→ What you are asked to do
Below are records; say how many of their lines include the word "through", giving nothing but the number.

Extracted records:
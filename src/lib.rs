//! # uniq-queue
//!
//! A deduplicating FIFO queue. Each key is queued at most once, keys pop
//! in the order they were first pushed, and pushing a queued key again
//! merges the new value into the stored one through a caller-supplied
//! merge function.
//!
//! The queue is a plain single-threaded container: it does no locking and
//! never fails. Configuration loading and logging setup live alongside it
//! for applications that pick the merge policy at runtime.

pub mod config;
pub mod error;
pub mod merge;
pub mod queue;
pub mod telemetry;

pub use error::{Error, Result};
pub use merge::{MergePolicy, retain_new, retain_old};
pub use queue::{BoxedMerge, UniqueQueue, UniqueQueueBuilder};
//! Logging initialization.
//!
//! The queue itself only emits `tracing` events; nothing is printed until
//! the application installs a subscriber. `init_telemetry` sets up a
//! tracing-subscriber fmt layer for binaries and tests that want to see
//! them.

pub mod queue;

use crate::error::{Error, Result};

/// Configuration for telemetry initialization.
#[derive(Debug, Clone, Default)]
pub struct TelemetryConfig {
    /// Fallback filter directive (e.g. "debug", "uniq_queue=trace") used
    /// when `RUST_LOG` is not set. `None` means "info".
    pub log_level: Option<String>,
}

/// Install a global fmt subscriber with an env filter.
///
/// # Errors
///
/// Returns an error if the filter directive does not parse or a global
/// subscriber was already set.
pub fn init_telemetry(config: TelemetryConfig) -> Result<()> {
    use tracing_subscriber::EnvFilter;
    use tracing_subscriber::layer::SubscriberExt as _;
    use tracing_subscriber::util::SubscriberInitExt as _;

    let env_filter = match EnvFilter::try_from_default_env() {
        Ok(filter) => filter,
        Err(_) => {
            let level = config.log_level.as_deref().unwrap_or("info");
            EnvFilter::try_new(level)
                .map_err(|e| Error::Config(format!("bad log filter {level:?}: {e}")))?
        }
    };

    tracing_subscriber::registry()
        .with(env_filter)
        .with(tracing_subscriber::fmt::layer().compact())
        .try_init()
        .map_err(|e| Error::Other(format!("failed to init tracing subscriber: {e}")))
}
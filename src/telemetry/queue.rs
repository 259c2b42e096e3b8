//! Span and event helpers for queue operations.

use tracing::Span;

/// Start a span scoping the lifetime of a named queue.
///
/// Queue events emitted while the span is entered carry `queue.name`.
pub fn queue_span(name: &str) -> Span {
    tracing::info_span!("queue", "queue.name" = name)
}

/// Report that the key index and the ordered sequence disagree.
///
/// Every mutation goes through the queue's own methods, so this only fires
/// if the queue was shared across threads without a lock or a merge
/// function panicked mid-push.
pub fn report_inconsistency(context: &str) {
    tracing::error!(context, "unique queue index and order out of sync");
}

→ Answer box
2